The figurative bleeding has subsided. I don't know if it has stopped, but I feel better. But I just can't seem to sleep for more than 4 hours without an OTC sleep aid, and those make me feel like I haven't slept when I do wake up.

Life after an epiphany should not be so eventful. When I jumped ship to Dallas, I thought I had finally escaped from a nightmare. But I have found that my salvation eventually morphed into my new captor. What irony: to blow a wall in your jail cell to find fleeting freedom only to realize that you're still in a greater prison!

But the new dawn approaches in less than four hours. And I think I will be better. I have spent so many years becoming wrong. Now is the time to get right, whatever right is.


Thursday, May 19

A Sometimes Love But Mostly Hate Relationship

To the disenchanted and never-enchanted,

Not sure if I ever posted this (perhaps in my previous blog): No matter how much you love your job, you'll always love your paycheck just a little more.

I said this to a gentleman when I got my first paycheck as a pharmacist a little less than 2 years ago. It was a relatively massive payday for a formerly Ramen-eating college student without much money to his name. I had just moved to the Dallas area, signed a 1-year apartment lease on the fly without looking at any other places, and survived my first week as a night pharmacist.

I had a stupid, toothy grin on my face, and the cash office manager made a note to tell the technicians when I left. 'So [g], I heard you were pretty happy this morning...,' my coworker teased with a devilish smirk.

Those were happier times. And though it was a difficult at first, it's turning out to be the best job I've had thus far. And I was so ready to commit to it, to being a night pharmacist, to living in Dallas, to a white picket fence, 2.5 kids, being a big disappointment* to my parents, everything.

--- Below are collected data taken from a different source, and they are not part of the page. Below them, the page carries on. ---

use anyhow::Result;
use rusqlite::{params, Connection, OptionalExtension, Row};

use crate::db::blob_to_embedding;
use crate::models::student::Student;

fn row_to_student(row: &Row<'_>, with_embedding: bool) -> rusqlite::Result<Student> {
    let embedding = if with_embedding {
        let blob: Vec<u8> = row.get("embedding_blob")?;
        blob_to_embedding(&blob)
    } else {
        Vec::new()
    };
    Ok(Student {
        student_id: row.get("student_id")?,
        name: row.get("name")?,
        image_path: row.get("image_path")?,
        timestamp: row.get("registered_at")?,
        embedding,
    })
}

pub fn count_students(conn: &Connection) -> Result<i64> {
    let n: i64 = conn.query_row("SELECT COUNT(*) FROM students", [], |r| r.get(0))?;
    Ok(n)
}

pub fn get_student(conn: &Connection, student_id: &str) -> Result<Option<Student>> {
    let student = conn
        .query_row(
            "SELECT student_id, name, embedding_blob, image_path, registered_at
             FROM students WHERE student_id = ?1",
            params![student_id],
            |row| row_to_student(row, true),
        )
        .optional()?;
    Ok(student)
}

/// Students in registration order, without embeddings.
pub fn list_students(conn: &Connection) -> Result<Vec<Student>> {
    let mut stmt = conn.prepare(
        "SELECT student_id, name, image_path, registered_at FROM students ORDER BY rowid",
    )?;
    let rows = stmt.query_map([], |row| row_to_student(row, false))?;
    let mut out = Vec::new();
    for r in rows {
        out.push(r?);
    }
    Ok(out)
}

/// Every student with its embedding, in registration order.
pub fn load_all_embeddings(conn: &Connection) -> Result<Vec<Student>> {
    let mut stmt = conn.prepare(
        "SELECT student_id, name, embedding_blob, image_path, registered_at
         FROM students ORDER BY rowid",
    )?;
    let rows = stmt.query_map([], |row| row_to_student(row, true))?;
    let mut out = Vec::new();
    for r in rows {
        out.push(r?);
    }
    Ok(out)
}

But I guess it just wasn't meant to be.
--

Less than two years later, I'm still a night pharmacist, but things are different. It's unlikely I'll settle in a college town, let alone commit to a company whose business model relies heavily on Eli Whitney's interchangeable parts.

And this being my 3rd workplace thus far, I've grown dissatisfied, remembering all the good times and none of the bad of my previous two.

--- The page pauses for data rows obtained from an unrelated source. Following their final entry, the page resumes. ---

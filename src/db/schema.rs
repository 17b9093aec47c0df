use anyhow::Result;
use rusqlite::Connection;

pub fn apply_pragmas(conn: &Connection) -> Result<()> {
    conn.pragma_update(None, "journal_mode", "WAL")?;
    conn.pragma_update(None, "synchronous", "NORMAL")?;
    conn.pragma_update(None, "temp_store", "MEMORY")?;
    Ok(())
}

pub fn apply_schema(conn: &Connection) -> Result<()> {
    conn.execute_batch(
        r#"
CREATE TABLE IF NOT EXISTS students (
  student_id TEXT PRIMARY KEY,
  name TEXT NOT NULL,
  embedding_blob BLOB NOT NULL,
  image_path TEXT NOT NULL,
  registered_at TEXT NOT NULL
);
    "#,
    )?;
    Ok(())
}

So I've been thinking about what I want to do with my life, because this doesn't feel like it. This no longer feels right. This relationship has stagnated and the end seems inevitable. But what will come when daylight finally breaks? Why am I so terrified of waking?

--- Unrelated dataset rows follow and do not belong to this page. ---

use std::sync::Arc;
use axum::{extract::State, http::{StatusCode, header}, Json, response::{Html, IntoResponse}};
use crate::AppState;

pub async fn serve_index(State(state): State<Arc<AppState>>) -> impl IntoResponse {
    let page = state.paths.static_dir.join("register.html");
    match tokio::fs::read_to_string(&page).await {
        Ok(body) => {
            let mime = mime_guess::from_path(&page).first_or_octet_stream();
            (StatusCode::OK, [(header::CONTENT_TYPE, mime.as_ref().to_string())], Html(body)).into_response()
        }
        Err(_) => (StatusCode::NOT_FOUND, "Not Found").into_response(),
    }
}

pub async fn health(State(state): State<Arc<AppState>>) -> impl IntoResponse {
    let v = env!("CARGO_PKG_VERSION");
    let model_loaded = state.embedder.is_ready();
    let students = state.index.read().len();

    let body = serde_json::json!({
        "status": "ok",
        "version": v,
        "database": "SQLite",
        "model_loaded": model_loaded,
        "students": students,
    });
    (StatusCode::OK, Json(body))
}

pub async fn stats(State(state): State<Arc<AppState>>) -> impl IntoResponse {
    let snapshot = state.stats.snapshot();
    let students = state.index.read().len();
    (StatusCode::OK, Json(serde_json::json!({
        "requests": snapshot,
        "students": students,
        "threshold": state.threshold,
    })))
}

pub async fn reset_stats(State(state): State<Arc<AppState>>) -> impl IntoResponse {
    state.stats.reset();
    (StatusCode::OK, Json(serde_json::json!({
        "status": "reset",
        "message": "Request counters cleared"
    })))
}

Is the known darkness preferred over the unknown light? Or will the light simply illuminate the cliff's edge where my un-derail-able train is heading?

But a check is a check, even if it's direct deposit. And although those electronic numbers don't hit my online savings account until tomorrow, I got to view the paystub online, and it reminded me of that first morning when I had that several thousand dollar check in my hand.

Too bad every payday can't be like the first time.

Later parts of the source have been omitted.